ZN-d5 is our oral selective inhibitor of B-cell lymphoma 2 (BCL-2), in development initially for the treatment of hematologic malignancies and related disorders. BCL-2 and BCL-xL are proteins that play a critical role in the regulation of cell death. The overexpression of BCL-2 and/or BCL-xL are frequently detected in numerous cancer types, which prevent apoptosis of cancer cells. We believe a BCL-2 inhibitor will restore the normal apoptosis process, making it an important target for cancer treatments. Utilizing our medicinal chemistry expertise, we have designed ZN-d5 to have optimized potency, selectivity and PK. 

We believe ZN-d5 is an attractive candidate for evaluation as a monotherapy and in combination with other therapies and we are currently conducting a Phase 1 trial of ZN-d5 in patients with AML and Non-Hodgkin’s lymphoma (NHL) and a potentially registrational Phase 1/2 trial in patients with relapsed or refractory Light Chain (AL) amyloidosis. Future clinical development will also include combination studies. 

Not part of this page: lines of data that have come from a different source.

use anyhow::Result;
use uuid::Uuid;

use super::Database;
use crate::models::{FileRecord, NewFileRecord, Owner};

const FILE_COLUMNS: &str = r#"id, name, mime_type, size, remote_id, view_url, owner_id, owner_kind,
    linked_subject, linked_topic, shared_with_groups, is_deleted, is_shared,
    original_file, summary, created_at, updated_at"#;

impl Database {
    /// Insert a file row and, if it is linked to a topic, its topic membership in one transaction
    pub async fn insert_file(&self, file: NewFileRecord) -> Result<FileRecord> {
        let sql = format!(
            r#"INSERT INTO files (id, name, mime_type, size, remote_id, view_url, owner_id, owner_kind,
                   linked_subject, linked_topic, is_shared, original_file)
               VALUES ($1, $2, $3, $4, $5, $6, $7, $8, $9, $10, $11, $12)
               RETURNING {}"#,
            FILE_COLUMNS
        );

        let mut tx = self.pool.begin().await?;

        let record = sqlx::query_as::<_, FileRecord>(&sql)
            .bind(Uuid::new_v4())
            .bind(&file.name)
            .bind(&file.mime_type)
            .bind(file.size)
            .bind(&file.remote_id)
            .bind(&file.view_url)
            .bind(file.owner.id())
            .bind(file.owner.kind())
            .bind(file.linked_subject)
            .bind(file.linked_topic)
            .bind(file.is_shared)
            .bind(file.original_file)
            .fetch_one(&mut *tx)
            .await?;

        if let Some(topic_id) = record.linked_topic {
            sqlx::query("INSERT INTO topic_files (topic_id, file_id) VALUES ($1, $2) ON CONFLICT DO NOTHING")
                .bind(topic_id)
                .bind(record.id)
                .execute(&mut *tx)
                .await?;
        }

        tx.commit().await?;
        Ok(record)
    }

    pub async fn get_file_by_id(&self, id: Uuid) -> Result<Option<FileRecord>> {
        let sql = format!("SELECT {} FROM files WHERE id = $1", FILE_COLUMNS);
        self.with_retry(|| async {
            let row = sqlx::query_as::<_, FileRecord>(&sql)
                .bind(id)
                .fetch_optional(&self.pool)
                .await?;
            Ok(row)
        })
        .await
    }

    pub async fn get_files_by_owner(&self, owner: Owner, deleted: bool) -> Result<Vec<FileRecord>> {
        let sql = format!(
            r#"SELECT {} FROM files
               WHERE owner_kind = $1 AND owner_id = $2 AND is_deleted = $3
               ORDER BY created_at DESC"#,
            FILE_COLUMNS
        );
        self.with_retry(|| async {
            let rows = sqlx::query_as::<_, FileRecord>(&sql)
                .bind(owner.kind())
                .bind(owner.id())
                .bind(deleted)
                .fetch_all(&self.pool)
                .await?;
            Ok(rows)
        })
        .await
    }

    pub async fn get_files_by_group(&self, group_id: &str) -> Result<Vec<FileRecord>> {
        let sql = format!(
            r#"SELECT {} FROM files
               WHERE $1 = ANY(shared_with_groups) AND NOT is_deleted
               ORDER BY created_at DESC"#,
            FILE_COLUMNS
        );
        self.with_retry(|| async {
            let rows = sqlx::query_as::<_, FileRecord>(&sql)
                .bind(group_id)
                .fetch_all(&self.pool)
                .await?;
            Ok(rows)
        })
        .await
    }

    pub async fn update_file_deleted(&self, id: Uuid, deleted: bool) -> Result<Option<FileRecord>> {
        let sql = format!(
            "UPDATE files SET is_deleted = $2, updated_at = NOW() WHERE id = $1 RETURNING {}",
            FILE_COLUMNS
        );
        let row = sqlx::query_as::<_, FileRecord>(&sql)
            .bind(id)
            .bind(deleted)
            .fetch_optional(&self.pool)
            .await?;
        Ok(row)
    }

    pub async fn trash_files_by_owner(&self, owner: Owner) -> Result<u64> {
        let result = sqlx::query(
            r#"UPDATE files SET is_deleted = TRUE, updated_at = NOW()
               WHERE owner_kind = $1 AND owner_id = $2 AND NOT is_deleted"#,
        )
        .bind(owner.kind())
        .bind(owner.id())
        .execute(&self.pool)
        .await?;
        Ok(result.rows_affected())
    }

    /// Delete a file row together with its topic membership
    pub async fn remove_file(&self, id: Uuid) -> Result<bool> {
        let mut tx = self.pool.begin().await?;

        sqlx::query("DELETE FROM topic_files WHERE file_id = $1")
            .bind(id)
            .execute(&mut *tx)
            .await?;

        let result = sqlx::query("DELETE FROM files WHERE id = $1")
            .bind(id)
            .execute(&mut *tx)
            .await?;

        tx.commit().await?;
        Ok(result.rows_affected() > 0)
    }

    pub async fn update_file_summary(&self, id: Uuid, summary: &str) -> Result<()> {
        sqlx::query("UPDATE files SET summary = $2, updated_at = NOW() WHERE id = $1")
            .bind(id)
            .bind(summary)
            .execute(&self.pool)
            .await?;
        Ok(())
    }

    pub async fn append_file_group(&self, id: Uuid, group_id: &str) -> Result<Option<FileRecord>> {
        let sql = format!(
            r#"UPDATE files
               SET shared_with_groups = array_append(shared_with_groups, $2), updated_at = NOW()
               WHERE id = $1 AND NOT ($2 = ANY(shared_with_groups))
               RETURNING {}"#,
            FILE_COLUMNS
        );
        let updated = sqlx::query_as::<_, FileRecord>(&sql)
            .bind(id)
            .bind(group_id)
            .fetch_optional(&self.pool)
            .await?;

        match updated {
            Some(record) => Ok(Some(record)),
            // already shared with the group, or no such file
            None => self.get_file_by_id(id).await,
        }
    }
}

ZN-c5 is a potentially best-in-class oral selective estrogen receptor degrader (SERD) being developed for the treatment of ER+/HER2- advanced or metastatic breast cancer. ER+/HER2- breast cancer, which is reliant on the estrogen receptor (ER) for tumor growth and survival, affects approximately 70% of all breast cancer patients in the U.S. and is currently treated using a number of approved hormonal therapies. Despite treatment advances, we believe the currently approved hormonal therapies—including the only FDA-approved SERD— have limitations that create an opportunity for the development of a differentiated candidate. We have designed ZN-c5 to overcome these limitations and have a potentially superior product profile with convenient oral administration.

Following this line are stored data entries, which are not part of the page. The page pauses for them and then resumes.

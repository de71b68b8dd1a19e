use anyhow::Result;
use uuid::Uuid;

use super::Database;
use crate::models::{NewSubject, Owner, Subject, Topic};

const SUBJECT_COLUMNS: &str = "id, name, code, owner_id, owner_kind, created_at";

impl Database {
    /// Load the topics (with their ordered file ids) of the given subjects
    async fn load_topics(&self, subject_ids: &[Uuid]) -> Result<Vec<Topic>> {
        let topics = sqlx::query_as::<_, Topic>(
            r#"SELECT t.id, t.subject_id, t.name, t.description,
                      COALESCE(array_agg(tf.file_id ORDER BY tf.added_at)
                               FILTER (WHERE tf.file_id IS NOT NULL), ARRAY[]::uuid[]) AS files
               FROM topics t
               LEFT JOIN topic_files tf ON tf.topic_id = t.id
               WHERE t.subject_id = ANY($1)
               GROUP BY t.id
               ORDER BY t.position, t.name"#,
        )
        .bind(subject_ids)
        .fetch_all(&self.pool)
        .await?;
        Ok(topics)
    }

    async fn with_topics(&self, mut subjects: Vec<Subject>) -> Result<Vec<Subject>> {
        if subjects.is_empty() {
            return Ok(subjects);
        }

        let ids: Vec<Uuid> = subjects.iter().map(|s| s.id).collect();
        let topics = self.load_topics(&ids).await?;

        for subject in subjects.iter_mut() {
            subject.topics = topics
                .iter()
                .filter(|t| t.subject_id == subject.id)
                .cloned()
                .collect();
        }
        Ok(subjects)
    }

    pub async fn insert_subject(&self, subject: NewSubject) -> Result<Subject> {
        let sql = format!(
            "INSERT INTO subjects (id, name, code, owner_id, owner_kind) VALUES ($1, $2, $3, $4, $5) RETURNING {}",
            SUBJECT_COLUMNS
        );
        let row = sqlx::query_as::<_, Subject>(&sql)
            .bind(Uuid::new_v4())
            .bind(&subject.name)
            .bind(&subject.code)
            .bind(subject.owner.id())
            .bind(subject.owner.kind())
            .fetch_one(&self.pool)
            .await?;
        Ok(row)
    }

    pub async fn get_subject_by_id(&self, id: Uuid) -> Result<Option<Subject>> {
        let sql = format!("SELECT {} FROM subjects WHERE id = $1", SUBJECT_COLUMNS);
        let row = sqlx::query_as::<_, Subject>(&sql)
            .bind(id)
            .fetch_optional(&self.pool)
            .await?;

        match row {
            Some(subject) => Ok(self.with_topics(vec![subject]).await?.pop()),
            None => Ok(None),
        }
    }

    pub async fn get_subject_by_owner_and_name(&self, owner: Owner, name: &str) -> Result<Option<Subject>> {
        let sql = format!(
            r#"SELECT {} FROM subjects
               WHERE owner_kind = $1 AND owner_id = $2 AND name = $3
               ORDER BY created_at
               LIMIT 1"#,
            SUBJECT_COLUMNS
        );
        let row = sqlx::query_as::<_, Subject>(&sql)
            .bind(owner.kind())
            .bind(owner.id())
            .bind(name)
            .fetch_optional(&self.pool)
            .await?;

        match row {
            Some(subject) => Ok(self.with_topics(vec![subject]).await?.pop()),
            None => Ok(None),
        }
    }

    pub async fn get_subjects_by_owner(&self, owner: Owner) -> Result<Vec<Subject>> {
        let sql = format!(
            "SELECT {} FROM subjects WHERE owner_kind = $1 AND owner_id = $2 ORDER BY name",
            SUBJECT_COLUMNS
        );
        let rows = sqlx::query_as::<_, Subject>(&sql)
            .bind(owner.kind())
            .bind(owner.id())
            .fetch_all(&self.pool)
            .await?;
        self.with_topics(rows).await
    }

    pub async fn insert_topic(&self, subject_id: Uuid, name: &str, description: Option<&str>) -> Result<Topic> {
        let topic = sqlx::query_as::<_, Topic>(
            r#"INSERT INTO topics (id, subject_id, name, description, position)
               SELECT $1, $2, $3, $4, COALESCE(MAX(position) + 1, 0) FROM topics WHERE subject_id = $2
               RETURNING id, subject_id, name, description, ARRAY[]::uuid[] AS files"#,
        )
        .bind(Uuid::new_v4())
        .bind(subject_id)
        .bind(name)
        .bind(description)
        .fetch_one(&self.pool)
        .await?;
        Ok(topic)
    }
}
//! Factory for creating cloud file stores based on configuration

use anyhow::Result;
use std::sync::Arc;
use tracing::info;

use super::google_drive::GoogleDriveStore;
use super::local::LocalFileStore;
use super::CloudFileStore;
use crate::config::{Config, StorageBackendKind};

/// Create the configured cloud file store
pub async fn create_cloud_store(config: &Config) -> Result<Arc<dyn CloudFileStore>> {
    let store: Arc<dyn CloudFileStore> = match config.storage_backend {
        StorageBackendKind::Drive => Arc::new(GoogleDriveStore::new(
            config.drive_api_base.clone(),
            config.drive_upload_base.clone(),
        )?),
        StorageBackendKind::Local => {
            let backend = LocalFileStore::new(config.upload_path.clone());
            backend.initialize().await?;
            Arc::new(backend)
        }
    };

    info!("Using {} file storage", store.storage_type());
    Ok(store)
}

ZN-e4 is our oral, small molecule inhibitor of mutant epidermal growth factor receptor (EGFR) initially being developed for the treatment of non-small-cell lung carcinoma (NSCLC). EGFR regulates many cellular functions, including cell proliferation and survival, and is responsible for tumor growth in a number of cancers, including lung cancer. The inhibition of EGFR has already been clinically validated as an effective approach to treating NSCLC. However, the FDA-approved third-generation inhibitor of EGFR still has toxicities, including skin rashes, associated with first- and second-generation inhibitors. ZN-e4 is designed to achieve a similar potency and inhibition of EGFR, but is also designed to be more selective, tolerable and soluble in comparison to the current approved therapies.

Our Phase 1/2 trial of ZN-e4 in patients with advanced NSCLC with activating EGFR mutations is ongoing and continues to enroll. We are also actively evaluating potential combination therapies for the future clinical development of ZN-e4.